[Opening EXTRACTED RECORDS section]
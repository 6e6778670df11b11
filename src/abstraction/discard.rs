use crate::cards::{Card, Evaluator, Hand};
use std::fmt::{Display, Formatter, Result};

/// evaluator category reached by keeping each of the three hole cards and tossing
/// the other two, plus which toss is best. Encodes *relative* card quality so the
/// trained strategy reflects which discard preserves the most equity.
#[derive(Debug, Clone, Copy, Hash, PartialEq, Eq)]
pub struct DiscardBucket {
    category_if_drop: [u8; 3],
    best_index: u8,
}

impl DiscardBucket {
    /// `hole` must have exactly 3 cards; `board` is whatever community cards are
    /// visible at the moment of the discard decision.
    pub fn of(hole: &[Card], board: &[Card]) -> Self {
        assert_eq!(hole.len(), 3, "discard bucket needs exactly 3 hole cards");
        let mut categories = [0u8; 3];
        for (drop_index, category) in categories.iter_mut().enumerate() {
            let kept: Vec<Card> = hole
                .iter()
                .enumerate()
                .filter(|&(i, _)| i != drop_index)
                .map(|(_, &c)| c)
                .collect();
            let pool = Hand::from(kept).union(Hand::from(board.to_vec()));
            *category = Evaluator::from(pool).find_ranking().category();
        }
        let best_index = (0..3)
            .max_by_key(|&i| categories[i])
            .expect("three candidates") as u8;
        Self {
            category_if_drop: categories,
            best_index,
        }
    }

    pub fn best_index(&self) -> u8 {
        self.best_index
    }
}

impl Display for DiscardBucket {
    fn fmt(&self, f: &mut Formatter) -> Result {
        write!(
            f,
            "d{}{}{}_best{}",
            self.category_if_drop[0],
            self.category_if_drop[1],
            self.category_if_drop[2],
            self.best_index
        )
    }
}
[Closing EXTRACTED RECORDS section]
**ASSIGNED TASK:** Set the lines down exactly, from the first line of the records to the line where "bucket needs exactly" appears, with both ends kept.

**RESULT OF THE TASK:**
repository 6e6778670df11b11
filename src/abstraction/discard.rs
use crate::cards::{Card, Evaluator, Hand};
use std::fmt::{Display, Formatter, Result};

/// evaluator category reached by keeping each of the three hole cards and tossing
/// the other two, plus which toss is best. Encodes *relative* card quality so the
/// trained strategy reflects which discard preserves the most equity.
#[derive(Debug, Clone, Copy, Hash, PartialEq, Eq)]
pub struct DiscardBucket {
    category_if_drop: [u8; 3],
    best_index: u8,
}

impl DiscardBucket {
    /// `hole` must have exactly 3 cards; `board` is whatever community cards are
    /// visible at the moment of the discard decision.
    pub fn of(hole: &[Card], board: &[Card]) -> Self {
        assert_eq!(hole.len(), 3, "discard bucket needs exactly 3 hole cards");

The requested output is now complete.